*Work to complete*
All lines of the records below that contain the word "widths" must be listed.
:: Information provided ::
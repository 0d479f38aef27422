use crate::modules::transfer_labels::barcode::{
    BARCODE_PLACEHOLDER_ID, BarcodeTarget, PlaceholderContent,
};
use crate::modules::transfer_labels::use_cases::preview_label::label_view::LabelView;
use crate::modules::transfer_labels::use_cases::print_label::format::PrintFormat;
use crate::shared::core::html::escape;

pub const PRINT_DOCUMENT_TITLE: &str = "Etiqueta de Transferência";

/// Standalone page written into a print window.
#[derive(Debug, Clone, PartialEq)]
pub struct PrintDocument {
    pub format: PrintFormat,
    pub view: LabelView,
    pub barcode: BarcodeTarget,
    /// Delay between the page settling and the print request, in ms.
    pub settle_ms: u64,
}

impl PrintDocument {
    pub fn compose(view: LabelView, format: PrintFormat, settle_ms: u64) -> Self {
        Self {
            format,
            view,
            barcode: BarcodeTarget::new(BARCODE_PLACEHOLDER_ID),
            settle_ms,
        }
    }

    pub fn barcode_html(&self) -> String {
        match &self.barcode.content {
            PlaceholderContent::Empty => {
                format!(r#"<svg id="{}"></svg>"#, escape(&self.barcode.id))
            }
            PlaceholderContent::Symbol(svg) => svg.clone(),
            PlaceholderContent::Error(message) => format!("<p>{}</p>", escape(message)),
        }
    }

    /// The print request is embedded only when `print_requested` is set.
    pub fn to_html(&self, print_requested: bool) -> String {
        let mut html = String::new();
        html.push_str("<!DOCTYPE html><html><head><meta charset=\"utf-8\" />");
        html.push_str(&format!("<title>{PRINT_DOCUMENT_TITLE}</title>"));
        html.push_str(&format!("<style>{}</style>", self.stylesheet()));
        html.push_str("</head><body>");
        html.push_str(r#"<div class="print-container"><div class="print-content">"#);
        html.push_str(&self.view.tables_html());
        html.push_str(&format!(
            r#"<div class="barcode-container" id="barcode-wrapper">{}</div>"#,
            self.barcode_html()
        ));
        html.push_str("</div></div>");
        if print_requested {
            html.push_str(&format!(
                "<script>window.addEventListener(\"load\", function () {{ setTimeout(function () {{ window.print(); }}, {}); }});</script>",
                self.settle_ms
            ));
        }
        html.push_str("</body></html>");
        html
    }

    fn stylesheet(&self) -> String {
        let geometry = self.format.geometry();
        let margin = geometry.margin();
        let max_width = geometry.max_width.unwrap_or("none");
        format!(
            "@page {{ size: {page_size}; margin: 0; }} \
body {{ margin: 0; padding: 0; font-family: Arial, sans-serif; }} \
.print-container {{ width: {width}; height: {height}; padding: {padding}; box-sizing: border-box; page-break-after: always; margin: {margin}; }} \
.print-content {{ border: 1px solid #000; height: {content_height}; padding: 10px; box-sizing: border-box; max-width: {max_width}; margin: {margin}; }} \
.logo {{ display: flex; justify-content: center; margin-bottom: 10px; }} \
.logo img {{ height: 40px; }} \
table {{ width: 100%; border-collapse: collapse; margin-bottom: 10px; }} \
th, td {{ border: 1px solid #000; padding: 5px; text-align: left; }} \
th {{ font-weight: bold; background-color: #f5f5f5; }} \
.barcode-container {{ display: flex; justify-content: center; margin-top: 10px; }} \
.section-title {{ font-weight: bold; font-size: 14px; margin-top: 10px; margin-bottom: 5px; }} \
@media print {{ body {{ width: {width}; height: {height}; }} }}",
            page_size = geometry.page_size,
            width = geometry.width,
            height = geometry.height,
            padding = geometry.padding,
            content_height = geometry.content_height,
        )
    }
}
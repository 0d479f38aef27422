use crate::modules::transfer_labels::barcode::code128::Code128;
use crate::modules::transfer_labels::barcode::{
    BarcodeError, BarcodeOptions, BarcodeRenderer, BarcodeTarget, PlaceholderContent,
};
use crate::shared::core::html::escape;
use async_trait::async_trait;
use std::fmt::{self, Write};

/// Draws CODE128 symbols as inline SVG, in process.
#[derive(Debug, Clone, Copy, Default)]
pub struct SvgBarcodeRenderer;

impl SvgBarcodeRenderer {
    pub fn new() -> Self {
        Self
    }

    pub fn to_svg(
        &self,
        id: &str,
        value: &str,
        options: &BarcodeOptions,
    ) -> Result<String, BarcodeError> {
        let symbol = Code128::encode(value)?;
        let mut svg = String::new();
        write_svg(&mut svg, id, value, &symbol.modules(), options)?;
        Ok(svg)
    }
}

#[async_trait]
impl BarcodeRenderer for SvgBarcodeRenderer {
    async fn render(
        &self,
        target: &mut BarcodeTarget,
        value: &str,
        options: &BarcodeOptions,
    ) -> Result<(), BarcodeError> {
        let svg = self.to_svg(&target.id, value, options)?;
        target.content = PlaceholderContent::Symbol(svg);
        Ok(())
    }
}

fn write_svg(
    w: &mut impl Write,
    id: &str,
    value: &str,
    modules: &[bool],
    options: &BarcodeOptions,
) -> fmt::Result {
    let margin = options.margin as f64;
    let bar_height = options.height as f64;
    let text_height = if options.display_value {
        (options.font_size + options.text_margin) as f64
    } else {
        0.0
    };
    let width = modules.len() as f64 * options.width + 2.0 * margin;
    let height = bar_height + 2.0 * margin + text_height;

    write!(
        w,
        r#"<svg id="{}" xmlns="http://www.w3.org/2000/svg" version="1.1" width="{width}px" height="{height}px" viewBox="0 0 {width} {height}""#,
        escape(id),
    )?;
    if options.fit_container {
        write!(
            w,
            r#" preserveAspectRatio="xMidYMid meet" style="width: 100%; max-height: {}px;""#,
            options.height
        )?;
    }
    w.write_str(">")?;
    write!(
        w,
        r##"<rect x="0" y="0" width="{width}" height="{height}" style="fill:#ffffff;"/>"##
    )?;

    w.write_str(r##"<g style="fill:#000000;">"##)?;
    let mut start = None;
    for (index, &bar) in modules.iter().chain(std::iter::once(&false)).enumerate() {
        match (bar, start) {
            (true, None) => start = Some(index),
            (false, Some(from)) => {
                write!(
                    w,
                    r#"<rect x="{}" y="{margin}" width="{}" height="{bar_height}"/>"#,
                    margin + from as f64 * options.width,
                    (index - from) as f64 * options.width,
                )?;
                start = None;
            }
            _ => {}
        }
    }
    w.write_str("</g>")?;

    if options.display_value {
        write!(
            w,
            r#"<text x="{}" y="{}" style="font: {}px monospace;" text-anchor="middle">{}</text>"#,
            width / 2.0,
            margin + bar_height + options.text_margin as f64 + options.font_size as f64,
            options.font_size,
            escape(value),
        )?;
    }
    w.write_str("</svg>")
}
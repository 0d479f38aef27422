use crate::shared::infrastructure::notification_outbox::{
    NotificationOutbox, OutboxError, OutboxRow,
};
use std::collections::HashSet;
use tokio::sync::Mutex;
use uuid::Uuid;

#[derive(Default)]
pub struct InMemoryNotificationOutbox {
    pub rows: Mutex<Vec<OutboxRow>>,
    seen: Mutex<HashSet<Uuid>>,
    offline: bool,
}

impl InMemoryNotificationOutbox {
    pub fn new() -> Self {
        Self::default()
    }

    pub fn toggle_offline(&mut self) {
        self.offline = !self.offline;
    }
}

#[async_trait::async_trait]
impl NotificationOutbox for InMemoryNotificationOutbox {
    async fn enqueue(&self, row: OutboxRow) -> Result<(), OutboxError> {
        if self.offline {
            return Err(OutboxError::Backend("Outbox offline".into()));
        }
        {
            let mut seen = self.seen.lock().await;
            if !seen.insert(row.message_id) {
                return Err(OutboxError::Duplicate {
                    message_id: row.message_id,
                });
            }
        }
        self.rows.lock().await.push(row);
        Ok(())
    }

    async fn drain(&self, topic: &str) -> Result<Vec<OutboxRow>, OutboxError> {
        if self.offline {
            return Err(OutboxError::Backend("Outbox offline".into()));
        }
        let mut rows = self.rows.lock().await;
        let (drained, kept): (Vec<_>, Vec<_>) =
            rows.drain(..).partition(|row| row.topic == topic);
        *rows = kept;
        Ok(drained)
    }
}
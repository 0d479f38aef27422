use async_graphql::{Context, InputObject, Object, Result as GqlResult, SimpleObject};
use chrono::Utc;

use crate::modules::transfer_labels::core::record::TransferRecord;
use crate::modules::transfer_labels::use_cases::errors::ApplicationError;
use crate::modules::transfer_labels::use_cases::submit_transfer_form::command::SubmitTransferForm;
use crate::shell::state::AppState;

#[derive(SimpleObject, Clone)]
#[graphql(name = "TransferRecord")]
pub struct GqlTransferRecord {
    pub transaction_number: String,
    pub ticket_number: String,
    pub volume: String,
    #[graphql(name = "sourceCD")]
    pub source_cd: String,
    #[graphql(name = "destinationCD")]
    pub destination_cd: String,
    pub sap_transfer_order: Option<String>,
    pub transaction_link: String,
}

impl From<&TransferRecord> for GqlTransferRecord {
    fn from(record: &TransferRecord) -> Self {
        Self {
            transaction_number: record.transaction_number.clone(),
            ticket_number: record.ticket_number.clone(),
            volume: record.volume.clone(),
            source_cd: record.source_cd.clone(),
            destination_cd: record.destination_cd.clone(),
            sap_transfer_order: record.sap_transfer_order().map(str::to_string),
            transaction_link: record.transaction_link.clone(),
        }
    }
}

#[derive(InputObject)]
pub struct TransferFormInput {
    #[graphql(default)]
    pub transaction_number: String,
    #[graphql(default)]
    pub ticket_number: String,
    #[graphql(default)]
    pub volume: String,
    #[graphql(name = "sourceCD", default)]
    pub source_cd: String,
    #[graphql(name = "destinationCD", default)]
    pub destination_cd: String,
    #[graphql(default)]
    pub sap_transfer_order: String,
    #[graphql(default)]
    pub transaction_link: String,
}

#[derive(SimpleObject)]
pub struct SubmitResult {
    pub record: Option<GqlTransferRecord>,
    pub missing_fields: Vec<String>,
}

#[derive(Default)]
pub struct SubmitTransferFormMutation;

#[Object]
impl SubmitTransferFormMutation {
    async fn submit_transfer_form(
        &self,
        context: &Context<'_>,
        input: TransferFormInput,
    ) -> GqlResult<SubmitResult> {
        let state = context.data_unchecked::<AppState>();

        let command = SubmitTransferForm {
            transaction_number: input.transaction_number,
            ticket_number: input.ticket_number,
            volume: input.volume,
            source_cd: input.source_cd,
            destination_cd: input.destination_cd,
            sap_transfer_order: input.sap_transfer_order,
            transaction_link: input.transaction_link,
            submitted_at: Utc::now().timestamp_millis(),
        };

        match state.submit_handler.handle(command).await {
            Ok(record) => Ok(SubmitResult {
                record: Some(GqlTransferRecord::from(&record)),
                missing_fields: Vec::new(),
            }),
            Err(ApplicationError::Validation(reason)) => Ok(SubmitResult {
                record: None,
                missing_fields: reason
                    .missing_field_names()
                    .into_iter()
                    .map(str::to_string)
                    .collect(),
            }),
            Err(e) => Err(async_graphql::Error::new(e.to_string())),
        }
    }
}
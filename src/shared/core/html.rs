/// Escape text for inclusion in HTML element content or a double-quoted attribute.
pub fn escape(input: &str) -> String {
    let mut out = String::with_capacity(input.len());
    for ch in input.chars() {
        match ch {
            '&' => out.push_str("&amp;"),
            '<' => out.push_str("&lt;"),
            '>' => out.push_str("&gt;"),
            '"' => out.push_str("&quot;"),
            '\'' => out.push_str("&#39;"),
            _ => out.push(ch),
        }
    }
    out
}
use crate::modules::transfer_labels::core::record::TransferRecord;
use serde::{Deserialize, Serialize};

#[derive(Debug, Clone, Serialize, Deserialize, PartialEq, Eq)]
pub struct TransferRecordSubmittedV1 {
    pub record: TransferRecord,
    pub submitted_at: i64,
}
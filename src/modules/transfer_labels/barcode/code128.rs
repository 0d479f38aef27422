// CODE128 symbology.
//
// Covers ASCII 0x00-0x7F with automatic code set selection. Digit runs are
// packed two per symbol in set C; set A carries control characters and set B
// lowercase. FNC1-4 are never emitted.

use thiserror::Error;

/// Bar/space widths of symbol values 0..=105 followed by the stop pattern.
const PATTERNS: [&str; 107] = [
    "212222", "222122", "222221", "121223", "121322", "131222", "122213", "122312", "132212",
    "221213", "221312", "231212", "112232", "122132", "122231", "113222", "123122", "123221",
    "223211", "221132", "221231", "213212", "223112", "312131", "311222", "321122", "321221",
    "312212", "322112", "322211", "212123", "212321", "232121", "111323", "131123", "131321",
    "112313", "132113", "132311", "211313", "231113", "231311", "112133", "112331", "132131",
    "113123", "113321", "133121", "313121", "211331", "231131", "213113", "213311", "213131",
    "311123", "311321", "331121", "312113", "312311", "332111", "314111", "221411", "431111",
    "111224", "111422", "121124", "121421", "141122", "141221", "112214", "112412", "122114",
    "122411", "142112", "142211", "241211", "221114", "413111", "241112", "134111", "111242",
    "121142", "121241", "114212", "124112", "124211", "411212", "421112", "421211", "212141",
    "214121", "412121", "111143", "111341", "131141", "114113", "114311", "411113", "411311",
    "113141", "114131", "311141", "411131", "211412", "211214", "211232", "2331112",
];

const SHIFT: u8 = 98;
const CODE_C: u8 = 99;
const CODE_B: u8 = 100;
const CODE_A: u8 = 101;
const START_A: u8 = 103;
const START_B: u8 = 104;
const START_C: u8 = 105;
const STOP: u8 = 106;

const MAX_ELEMENT_WIDTH: u8 = 4;

#[derive(Debug, Error, Clone, PartialEq, Eq)]
pub enum Code128Error {
    #[error("cannot encode an empty value")]
    Empty,

    #[error("character {character:?} at position {position} is not valid for CODE128")]
    InvalidCharacter { character: char, position: usize },

    #[error("malformed symbol sequence: {0}")]
    Malformed(String),

    #[error("checksum mismatch: expected {expected}, found {found}")]
    ChecksumMismatch { expected: u8, found: u8 },
}

#[derive(Debug, Clone, Copy, PartialEq, Eq)]
pub enum CodeSet {
    A,
    B,
    C,
}

impl CodeSet {
    fn start(self) -> u8 {
        match self {
            CodeSet::A => START_A,
            CodeSet::B => START_B,
            CodeSet::C => START_C,
        }
    }

    fn switch_to(self) -> u8 {
        match self {
            CodeSet::A => CODE_A,
            CodeSet::B => CODE_B,
            CodeSet::C => CODE_C,
        }
    }

    fn shifted(self) -> CodeSet {
        match self {
            CodeSet::A => CodeSet::B,
            _ => CodeSet::A,
        }
    }

    fn value_of(self, byte: u8) -> Option<u8> {
        match (self, byte) {
            (CodeSet::A, 32..=95) => Some(byte - 32),
            (CodeSet::A, 0..=31) => Some(byte + 64),
            (CodeSet::B, 32..=127) => Some(byte - 32),
            _ => None,
        }
    }

    fn byte_of(self, value: u8) -> Option<u8> {
        match (self, value) {
            (CodeSet::A, 0..=63) => Some(value + 32),
            (CodeSet::A, 64..=95) => Some(value - 64),
            (CodeSet::B, 0..=95) => Some(value + 32),
            _ => None,
        }
    }
}

/// An encoded symbol: start, data, checksum and stop values.
#[derive(Debug, Clone, PartialEq, Eq)]
pub struct Code128 {
    symbols: Vec<u8>,
}

impl Code128 {
    pub fn encode(text: &str) -> Result<Self, Code128Error> {
        if text.is_empty() {
            return Err(Code128Error::Empty);
        }
        if let Some((position, character)) = text.chars().enumerate().find(|(_, c)| !c.is_ascii())
        {
            return Err(Code128Error::InvalidCharacter {
                character,
                position,
            });
        }

        let bytes = text.as_bytes();
        let mut set = initial_set(bytes);
        let mut symbols = vec![set.start()];
        let mut i = 0;

        while i < bytes.len() {
            if set == CodeSet::C {
                if digit_run(&bytes[i..]) >= 2 {
                    symbols.push((bytes[i] - b'0') * 10 + (bytes[i + 1] - b'0'));
                    i += 2;
                } else {
                    set = text_set_for(&bytes[i..]);
                    symbols.push(set.switch_to());
                }
                continue;
            }

            let run = digit_run(&bytes[i..]);
            if run >= 6 || (run >= 4 && i + run == bytes.len()) {
                if run % 2 == 1 {
                    symbols.push(encodable(set, bytes[i], i)?);
                    i += 1;
                }
                set = CodeSet::C;
                symbols.push(CODE_C);
                continue;
            }

            if let Some(value) = set.value_of(bytes[i]) {
                symbols.push(value);
                i += 1;
                continue;
            }

            let other = set.shifted();
            let next_fits = bytes
                .get(i + 1)
                .is_some_and(|&next| set.value_of(next).is_some());
            if next_fits {
                symbols.push(SHIFT);
                symbols.push(encodable(other, bytes[i], i)?);
                i += 1;
            } else {
                set = other;
                symbols.push(set.switch_to());
            }
        }

        symbols.push(checksum(&symbols));
        symbols.push(STOP);
        Ok(Self { symbols })
    }

    pub fn symbols(&self) -> &[u8] {
        &self.symbols
    }

    /// Module sequence of the symbol without quiet zones, `true` for a bar.
    pub fn modules(&self) -> Vec<bool> {
        let mut modules = Vec::with_capacity(self.symbols.len() * 11 + 2);
        for &symbol in &self.symbols {
            for (index, width) in PATTERNS[symbol as usize].bytes().enumerate() {
                let bar = index % 2 == 0;
                modules.extend(std::iter::repeat_n(bar, (width - b'0') as usize));
            }
        }
        modules
    }

    /// Decode symbol values back into text, verifying the checksum.
    pub fn decode(symbols: &[u8]) -> Result<String, Code128Error> {
        let (&start, rest) = symbols
            .split_first()
            .ok_or_else(|| Code128Error::Malformed("no symbols".into()))?;
        if rest.len() < 2 || rest.last() != Some(&STOP) {
            return Err(Code128Error::Malformed("missing stop pattern".into()));
        }
        let body = &symbols[..symbols.len() - 2];
        let found = symbols[symbols.len() - 2];
        let expected = checksum(body);
        if expected != found {
            return Err(Code128Error::ChecksumMismatch { expected, found });
        }

        let mut set = match start {
            START_A => CodeSet::A,
            START_B => CodeSet::B,
            START_C => CodeSet::C,
            other => {
                return Err(Code128Error::Malformed(format!(
                    "invalid start symbol {other}"
                )));
            }
        };
        let mut text = String::new();
        let mut data = body[1..].iter().copied();

        while let Some(value) = data.next() {
            match (set, value) {
                (CodeSet::C, 0..=99) => {
                    text.push(char::from(b'0' + value / 10));
                    text.push(char::from(b'0' + value % 10));
                }
                (CodeSet::C, CODE_B) | (CodeSet::A, CODE_B) => set = CodeSet::B,
                (CodeSet::C, CODE_A) | (CodeSet::B, CODE_A) => set = CodeSet::A,
                (CodeSet::A, CODE_C) | (CodeSet::B, CODE_C) => set = CodeSet::C,
                (CodeSet::A, SHIFT) | (CodeSet::B, SHIFT) => {
                    let shifted = data
                        .next()
                        .ok_or_else(|| Code128Error::Malformed("dangling shift".into()))?;
                    text.push(char::from(decodable(set.shifted(), shifted)?));
                }
                (_, value) => text.push(char::from(decodable(set, value)?)),
            }
        }
        Ok(text)
    }

    /// Decode a module sequence as produced by [`Code128::modules`]. Leading
    /// and trailing spaces (quiet zones) are ignored.
    pub fn decode_modules(modules: &[bool]) -> Result<String, Code128Error> {
        let first = modules.iter().position(|&bar| bar);
        let last = modules.iter().rposition(|&bar| bar);
        let (Some(first), Some(last)) = (first, last) else {
            return Err(Code128Error::Malformed("no bars".into()));
        };

        let mut widths = Vec::new();
        let mut current = modules[first];
        let mut width = 0u8;
        for &module in &modules[first..=last] {
            if module == current {
                width += 1;
                if width > MAX_ELEMENT_WIDTH {
                    return Err(Code128Error::Malformed(format!(
                        "element wider than {MAX_ELEMENT_WIDTH} modules"
                    )));
                }
            } else {
                widths.push(width);
                current = module;
                width = 1;
            }
        }
        widths.push(width);

        if widths.len() < 7 || (widths.len() - 7) % 6 != 0 {
            return Err(Code128Error::Malformed(format!(
                "unexpected element count {}",
                widths.len()
            )));
        }
        let (data, stop) = widths.split_at(widths.len() - 7);
        if pattern_key(stop) != PATTERNS[STOP as usize] {
            return Err(Code128Error::Malformed("missing stop pattern".into()));
        }

        let mut symbols = data
            .chunks(6)
            .map(|chunk| {
                let key = pattern_key(chunk);
                PATTERNS[..STOP as usize]
                    .iter()
                    .position(|pattern| *pattern == key)
                    .map(|value| value as u8)
                    .ok_or_else(|| Code128Error::Malformed(format!("unknown pattern {key}")))
            })
            .collect::<Result<Vec<_>, _>>()?;
        symbols.push(STOP);
        Self::decode(&symbols)
    }
}

fn initial_set(bytes: &[u8]) -> CodeSet {
    let run = digit_run(bytes);
    if run >= 4 || (run == 2 && bytes.len() == 2) {
        CodeSet::C
    } else {
        text_set_for(bytes)
    }
}

/// A if a control character comes before any lowercase character, else B.
fn text_set_for(bytes: &[u8]) -> CodeSet {
    for &byte in bytes {
        if byte < 32 {
            return CodeSet::A;
        }
        if byte >= 96 {
            return CodeSet::B;
        }
    }
    CodeSet::B
}

fn digit_run(bytes: &[u8]) -> usize {
    bytes.iter().take_while(|b| b.is_ascii_digit()).count()
}

fn checksum(symbols: &[u8]) -> u8 {
    let weighted: u32 = symbols
        .iter()
        .enumerate()
        .map(|(position, &value)| position.max(1) as u32 * value as u32)
        .sum();
    (weighted % 103) as u8
}

fn encodable(set: CodeSet, byte: u8, position: usize) -> Result<u8, Code128Error> {
    set.value_of(byte)
        .ok_or(Code128Error::InvalidCharacter {
            character: char::from(byte),
            position,
        })
}

fn decodable(set: CodeSet, value: u8) -> Result<u8, Code128Error> {
    set.byte_of(value).ok_or_else(|| {
        Code128Error::Malformed(format!("value {value} has no character in set {set:?}"))
    })
}

fn pattern_key(widths: &[u8]) -> String {
    widths.iter().map(|w| char::from(b'0' + w)).collect()
}

#[cfg(test)]
mod code128_tests {
    use super::*;
    use rstest::rstest;

    #[rstest]
    fn every_symbol_pattern_should_span_eleven_modules() {
        for pattern in &PATTERNS[..STOP as usize] {
            let modules: u32 = pattern.bytes().map(|w| (w - b'0') as u32).sum();
            assert_eq!(modules, 11, "pattern {pattern}");
        }
        let stop: u32 = PATTERNS[STOP as usize].bytes().map(|w| (w - b'0') as u32).sum();
        assert_eq!(stop, 13);
    }

    #[rstest]
    #[case("Wikipedia", vec![104, 55, 73, 75, 73, 80, 69, 68, 73, 65, 88, 106])]
    #[case("123456", vec![105, 12, 34, 56, 44, 106])]
    #[case("http://x/1", vec![104, 72, 84, 84, 80, 26, 15, 15, 88, 15, 17, 87, 106])]
    #[case("AB12", vec![104, 33, 34, 17, 18, 19, 106])]
    #[case("a\tb", vec![104, 65, 98, 73, 66, 24, 106])]
    #[case("\tA", vec![103, 73, 33, 36, 106])]
    #[case("12345X", vec![105, 12, 34, 100, 21, 56, 25, 106])]
    #[case("X1234567", vec![104, 56, 17, 99, 23, 45, 67, 77, 106])]
    #[case("TK-2024-000123", vec![104, 52, 43, 13, 18, 16, 18, 20, 13, 99, 0, 1, 23, 6, 106])]
    fn it_should_encode_with_automatic_code_sets(#[case] text: &str, #[case] expected: Vec<u8>) {
        let symbol = Code128::encode(text).expect("encode failed");
        assert_eq!(symbol.symbols(), expected.as_slice());
    }

    #[rstest]
    #[case("http://x/1")]
    #[case("https://logistica.example.com/transferencias/000123?cd=CD01&dest=CD02")]
    #[case("0123456789")]
    #[case("a\u{7}B\u{1f}c")]
    #[case("~ DEL\u{7f} and {braces}")]
    fn decoding_the_modules_should_reproduce_the_value(#[case] text: &str) {
        let symbol = Code128::encode(text).expect("encode failed");
        assert_eq!(Code128::decode(symbol.symbols()).unwrap(), text);

        let mut modules = vec![false; 10];
        modules.extend(symbol.modules());
        modules.extend(vec![false; 10]);
        assert_eq!(Code128::decode_modules(&modules).unwrap(), text);
    }

    #[rstest]
    fn it_should_reject_an_empty_value() {
        assert_eq!(Code128::encode(""), Err(Code128Error::Empty));
    }

    #[rstest]
    fn it_should_reject_characters_outside_ascii() {
        let result = Code128::encode("TRANSAÇÃO");
        assert_eq!(
            result,
            Err(Code128Error::InvalidCharacter {
                character: 'Ç',
                position: 6,
            })
        );
    }

    #[rstest]
    fn it_should_detect_a_corrupted_checksum() {
        let mut symbols = Code128::encode("123456").unwrap().symbols().to_vec();
        let index = symbols.len() - 2;
        symbols[index] = 0;
        assert_eq!(
            Code128::decode(&symbols),
            Err(Code128Error::ChecksumMismatch {
                expected: 44,
                found: 0
            })
        );
    }

    #[rstest]
    fn it_should_reject_modules_without_bars() {
        assert!(matches!(
            Code128::decode_modules(&[false; 20]),
            Err(Code128Error::Malformed(_))
        ));
    }

    #[rstest]
    fn it_should_reject_a_run_wider_than_any_element() {
        let mut modules = Code128::encode("AB").unwrap().modules();
        modules.splice(0..0, vec![true; 300]);
        assert!(matches!(
            Code128::decode_modules(&modules),
            Err(Code128Error::Malformed(_))
        ));
    }

    #[rstest]
    fn modules_should_start_and_end_with_a_bar() {
        let modules = Code128::encode("T1").unwrap().modules();
        assert_eq!(modules.first(), Some(&true));
        assert_eq!(modules.last(), Some(&true));
        assert_eq!(modules.len(), 11 * 4 + 13);
    }
}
:::
*Exercise result*
/// Bar/space widths of symbol values 0..=105 followed by the stop pattern.
        let mut widths = Vec::new();
                widths.push(width);
        widths.push(width);
        if widths.len() < 7 || (widths.len() - 7) % 6 != 0 {
                widths.len()
        let (data, stop) = widths.split_at(widths.len() - 7);
fn pattern_key(widths: &[u8]) -> String {
    widths.iter().map(|w| char::from(b'0' + w)).collect()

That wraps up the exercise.